- From: Julian Reschke <julian.reschke@gmx.de>
- Date: Sat, 28 Jun 2008 12:16:42 +0200
- To: Ian Hickson <ian@hixie.ch>
- CC: Alexey Proskuryakov <ap@webkit.org>, Henri Sivonen <hsivonen@iki.fi>, HTML WG <public-html@w3.org>
Ian Hickson wrote: > Actually, while this applies to forms (and WF2 mentions it), it doesn't > seem to apply to regular links, where unencodable characters just get > turned into question marks by IE and Opera. Safari and Mozilla each do > their own thing (&-escape and use UTF-8 respectively) so I've gone with > the more interoperable IE/Opera behaviour in the spec.

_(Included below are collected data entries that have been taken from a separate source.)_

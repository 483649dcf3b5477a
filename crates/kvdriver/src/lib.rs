//! # kvdriver
//!
//! One key-value interface over three embedded engines. The engine is picked
//! when the store is opened; call sites stay the same.
//!
//! ## Quick Start
//!
//! ```rust,no_run
//! use kvdriver::{Database, EngineType, Options};
//!
//! fn main() -> Result<(), Box<dyn std::error::Error>> {
//!     let opts = Options::new().with_bucket("blocks");
//!     let db = Database::open(EngineType::PageTree, "./blocks.db", &opts)?;
//!
//!     db.upsert(b"block:1", b"genesis")?;
//!     assert_eq!(db.get(b"block:1")?, b"genesis");
//!
//!     db.update(|bucket| {
//!         bucket.put(b"block:2", b"second")?;
//!         bucket.delete(b"block:1")
//!     })?;
//!
//!     db.close()?;
//!     Ok(())
//! }
//! ```
//!
//! ## Engines
//!
//! | engine | partitions | `update` | `size` / `length` |
//! |---|---|---|---|
//! | [`EngineType::PageTree`] | named, one active | atomic | file size / key count |
//! | [`EngineType::LogStructured`] | ignored (flat) | atomic | always 0 |
//! | [`EngineType::MemoryCache`] | ignored (flat) | best effort, no rollback | 0 / overlay count |
//!
//! Query [`Database::guarantee`] instead of assuming `update` is atomic.

use std::path::Path;
use std::sync::Arc;

use serde::{Deserialize, Serialize};
use tracing::info;

pub mod logging;

// Re-export core types
pub use kvdriver_core::{
    Bucket, BoxError, EngineType, Error, ErrorKind, Execute, FnBucket, KeyValueStore, Options,
    Result, TxGuarantee, Visitor, DEFAULT_PARTITION, DEFAULT_TIMEOUT,
};

// Adapters
pub use kvdriver_cache::{CacheStore, KeyIndex, VisibilityWaiter};
pub use kvdriver_lsm::LogStore;
pub use kvdriver_pagetree::PageTreeStore;

// Version information
pub const VERSION: &str = env!("CARGO_PKG_VERSION");

/// Adapter behind a [`Database`].
enum StorageBackend {
    /// redb file with named partitions
    PageTree(PageTreeStore),
    /// fjall keyspace, flat namespace
    LogStructured(LogStore),
    /// stretto cache with key overlay
    Cache(CacheStore),
}

impl StorageBackend {
    fn store(&self) -> &dyn KeyValueStore {
        match self {
            StorageBackend::PageTree(store) => store,
            StorageBackend::LogStructured(store) => store,
            StorageBackend::Cache(store) => store,
        }
    }
}

/// Engine, location and options of a store, as found in a configuration file.
#[derive(Debug, Clone, PartialEq, Eq, Serialize, Deserialize)]
pub struct StoreConfig {
    /// Engine to open
    pub engine: EngineType,
    /// Filesystem path, or the cache name
    pub path: String,
    /// Engine options
    #[serde(flatten)]
    pub options: Options,
}

/// The main database handle.
///
/// Thread-safe and cheap to clone; clones share the same underlying store.
#[derive(Clone)]
pub struct Database {
    inner: Arc<StorageBackend>,
}

impl Database {
    /// Opens a store with the given engine.
    ///
    /// `path` is the database file (page-tree), the keyspace directory
    /// (log-structured) or a logical name (cache).
    ///
    /// # Examples
    ///
    /// ```rust
    /// use kvdriver::{Database, EngineType, Options};
    ///
    /// let cache = Database::open(EngineType::MemoryCache, "sessions", &Options::new())?;
    /// cache.upsert(b"token", b"abc")?;
    /// assert_eq!(cache.get(b"token")?, b"abc");
    /// # Ok::<(), kvdriver::Error>(())
    /// ```
    pub fn open<P: AsRef<Path>>(engine: EngineType, path: P, options: &Options) -> Result<Self> {
        let path = path.as_ref();
        info!(%engine, path = %path.display(), "Opening kvdriver store");

        let backend = match engine {
            EngineType::PageTree => StorageBackend::PageTree(PageTreeStore::open(path, options)?),
            EngineType::LogStructured => {
                StorageBackend::LogStructured(LogStore::open(path, options)?)
            }
            EngineType::MemoryCache => {
                StorageBackend::Cache(CacheStore::open(&path.to_string_lossy(), options)?)
            }
        };
        Ok(Database {
            inner: Arc::new(backend),
        })
    }

    /// Opens a store from a numeric engine selector.
    ///
    /// Selectors outside the known range fail with [`Error::UnknownEngine`].
    pub fn open_selector<P: AsRef<Path>>(selector: i64, path: P, options: &Options) -> Result<Self> {
        Self::open(EngineType::try_from(selector)?, path, options)
    }

    /// Opens the store described by `config`.
    pub fn open_config(config: &StoreConfig) -> Result<Self> {
        Self::open(config.engine, &config.path, &config.options)
    }

    /// The store as a trait object.
    pub fn as_store(&self) -> &dyn KeyValueStore {
        self.inner.store()
    }

    /// Engine behind this handle.
    pub fn engine(&self) -> EngineType {
        self.as_store().engine()
    }

    /// Path or cache name given at open.
    pub fn path(&self) -> &str {
        self.as_store().path()
    }

    /// Returns `true` until [`close`](Database::close) is called.
    pub fn is_open(&self) -> bool {
        self.as_store().is_open()
    }

    /// Size in bytes; 0 when the engine does not report it.
    pub fn size(&self) -> Result<u64> {
        self.as_store().size()
    }

    /// Number of keys; 0 when the engine does not report it.
    pub fn length(&self) -> usize {
        self.as_store().length()
    }

    /// Retrieves the value under `key`.
    ///
    /// Fails with [`Error::KeyNotFound`] when the key is absent.
    pub fn get(&self, key: &[u8]) -> Result<Vec<u8>> {
        self.as_store().get(key)
    }

    /// Inserts or updates a key-value pair.
    ///
    /// The value is readable by any thread once this returns, on every engine.
    pub fn upsert(&self, key: &[u8], value: &[u8]) -> Result<()> {
        self.as_store().upsert(key, value)
    }

    /// Deletes a key-value pair.
    pub fn delete(&self, key: &[u8]) -> Result<()> {
        self.as_store().delete(key)
    }

    /// Calls `visit` with every value; the first error stops the traversal
    /// and is returned as-is.
    ///
    /// # Examples
    ///
    /// ```rust
    /// use kvdriver::{Database, EngineType, Options};
    ///
    /// let db = Database::open(EngineType::MemoryCache, "scores", &Options::new())?;
    /// db.upsert(b"alice", b"3")?;
    /// db.upsert(b"bob", b"5")?;
    ///
    /// let mut values = Vec::new();
    /// db.for_each(|v| {
    ///     values.push(v.to_vec());
    ///     Ok(())
    /// })?;
    /// assert_eq!(values.len(), 2);
    /// # Ok::<(), kvdriver::Error>(())
    /// ```
    pub fn for_each<F>(&self, mut visit: F) -> Result<()>
    where
        F: FnMut(&[u8]) -> Result<()>,
    {
        self.as_store().for_each(&mut visit)
    }

    /// Calls `visit` with every key; the first error stops the traversal and
    /// is returned as-is.
    pub fn key_iterator<F>(&self, mut visit: F) -> Result<()>
    where
        F: FnMut(&[u8]) -> Result<()>,
    {
        self.as_store().key_iterator(&mut visit)
    }

    /// Runs `execute` with a write bucket.
    ///
    /// Atomic on the disk engines; on the cache engine each write is applied
    /// as it is made and nothing is rolled back. See [`guarantee`](Database::guarantee).
    pub fn update<F>(&self, mut execute: F) -> Result<()>
    where
        F: FnMut(&mut dyn Bucket) -> Result<()>,
    {
        self.as_store().update(&mut execute)
    }

    /// What [`update`](Database::update) promises on this engine.
    pub fn guarantee(&self) -> TxGuarantee {
        self.as_store().guarantee()
    }

    /// Creates partitions; the last non-empty name becomes active.
    pub fn create_partitions(&self, names: &[&str]) -> Result<()> {
        self.as_store().create_partitions(names)
    }

    /// Deletes partitions.
    pub fn delete_partitions(&self, names: &[&str]) -> Result<()> {
        self.as_store().delete_partitions(names)
    }

    /// Partition targeted by unqualified operations.
    pub fn active_partition(&self) -> Option<String> {
        self.as_store().active_partition()
    }

    /// Removes every entry reachable through unqualified operations.
    pub fn clean(&self) -> Result<()> {
        self.as_store().clean()
    }

    /// Closes the store for every clone of this handle.
    pub fn close(&self) -> Result<()> {
        self.as_store().close()
    }

    /// Returns whether the engine persists to disk.
    pub fn is_persistent(&self) -> bool {
        matches!(
            self.inner.as_ref(),
            StorageBackend::PageTree(_) | StorageBackend::LogStructured(_)
        )
    }
}

impl KeyValueStore for Database {
    fn engine(&self) -> EngineType {
        self.as_store().engine()
    }

    fn path(&self) -> &str {
        self.as_store().path()
    }

    fn is_open(&self) -> bool {
        self.as_store().is_open()
    }

    fn size(&self) -> Result<u64> {
        self.as_store().size()
    }

    fn length(&self) -> usize {
        self.as_store().length()
    }

    fn get(&self, key: &[u8]) -> Result<Vec<u8>> {
        self.as_store().get(key)
    }

    fn upsert(&self, key: &[u8], value: &[u8]) -> Result<()> {
        self.as_store().upsert(key, value)
    }

    fn delete(&self, key: &[u8]) -> Result<()> {
        self.as_store().delete(key)
    }

    fn for_each(&self, visit: &mut Visitor<'_>) -> Result<()> {
        self.as_store().for_each(visit)
    }

    fn key_iterator(&self, visit: &mut Visitor<'_>) -> Result<()> {
        self.as_store().key_iterator(visit)
    }

    fn update(&self, execute: &mut Execute<'_>) -> Result<()> {
        self.as_store().update(execute)
    }

    fn guarantee(&self) -> TxGuarantee {
        self.as_store().guarantee()
    }

    fn create_partitions(&self, names: &[&str]) -> Result<()> {
        self.as_store().create_partitions(names)
    }

    fn delete_partitions(&self, names: &[&str]) -> Result<()> {
        self.as_store().delete_partitions(names)
    }

    fn active_partition(&self) -> Option<String> {
        self.as_store().active_partition()
    }

    fn clean(&self) -> Result<()> {
        self.as_store().clean()
    }

    fn close(&self) -> Result<()> {
        self.as_store().close()
    }
}

/// Opens a store; shorthand for [`Database::open`].
pub fn open<P: AsRef<Path>>(engine: EngineType, path: P, options: &Options) -> Result<Database> {
    Database::open(engine, path, options)
}

#[cfg(test)]
mod tests {
    use super::*;
    use tempfile::tempdir;

    #[test]
    fn test_version() {
        assert_eq!(VERSION, "0.3.0");
    }

    #[test]
    fn test_open_every_engine() {
        let dir = tempdir().unwrap();
        let opts = Options::new().with_bucket("tbucket");
        for engine in EngineType::ALL {
            let path = dir.path().join(format!("{}.db", engine));
            let db = Database::open(engine, &path, &opts).unwrap();
            assert_eq!(db.engine(), engine);
            assert!(db.is_open());
            assert_eq!(db.is_persistent(), engine.is_persistent());
            db.close().unwrap();
            assert!(!db.is_open());
        }
    }

    #[test]
    fn test_invalid_selector() {
        let dir = tempdir().unwrap();
        let result = Database::open_selector(99, dir.path().join("test.db"), &Options::default());
        assert!(matches!(result, Err(Error::UnknownEngine(99))));
    }

    #[test]
    fn test_selector_opens_matching_engine() {
        let db = Database::open_selector(2, "cache", &Options::default()).unwrap();
        assert_eq!(db.engine(), EngineType::MemoryCache);
        assert_eq!(db.path(), "cache");
        assert_eq!(db.guarantee(), TxGuarantee::BestEffortSequential);
    }

    #[test]
    fn test_open_config() {
        let dir = tempdir().unwrap();
        let path = dir.path().join("cfg.db");
        let json = format!(
            r#"{{"engine":"pagetree","path":{:?},"bucket":"tbucket"}}"#,
            path.to_string_lossy()
        );
        let config: StoreConfig = serde_json::from_str(&json).unwrap();
        assert_eq!(config.options.bucket, "tbucket");

        let db = Database::open_config(&config).unwrap();
        assert_eq!(db.active_partition().as_deref(), Some("tbucket"));
        assert_eq!(db.guarantee(), TxGuarantee::Atomic);
    }

    #[test]
    fn test_clones_share_state() {
        let db = Database::open(EngineType::MemoryCache, "shared", &Options::new()).unwrap();
        let clone = db.clone();
        db.upsert(b"k", b"v").unwrap();
        assert_eq!(clone.get(b"k").unwrap(), b"v");
        clone.close().unwrap();
        assert!(!db.is_open());
    }

    #[test]
    fn test_usable_as_trait_object() {
        let db = Database::open(EngineType::MemoryCache, "dyn", &Options::new()).unwrap();
        let store: Box<dyn KeyValueStore> = Box::new(db);
        store.upsert(b"k", b"v").unwrap();
        let mut count = 0;
        store
            .key_iterator(&mut |_: &[u8]| {
                count += 1;
                Ok(())
            })
            .unwrap();
        assert_eq!(count, 1);
    }
}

According to <http://lists.w3.org/Archives/Public/public-html/2008Jun/0358.html>, Safari 3 uses question marks. > This causes minor dataloss (the author has to go out of his way to include > these characters in the first place, and it's obvious in testing), but > it's not as bad as data corruption (there's no way for the server to know > on a byte-by-byte basis what encoding Mozilla's using) or data ambiguation > (there's no way to know if the original in "?%26%239786%3B" was a smiley > or the string "☺", something which has affected me as a real user > before when I've been typing in comments and searches for strings of that > form, and had the server turn them into non-ASCII Unicode characters). I would think that both data loss (IE/Safari/Opera) and what you call "data corruption" (FF) are bad. As a matter of fact, the latter may be less harmful as servers can try first UTF-8, then document encoding (and I know some servers already do that). On the other hand, documenting something that is clearly broken seems to be the wrong approach to me, in particular as we have proof that there currently isn't any reliable interoperability for this edge case. It would be interesting to know how many pages out there contain characters in query parts of links that aren't part of the document encoding. Only these would be broken if the more sane FF approach would be used (and these pages may *already* are broken in FF as of today). BR, Julian
Received on Saturday, 28 June 2008 10:17:25 UTC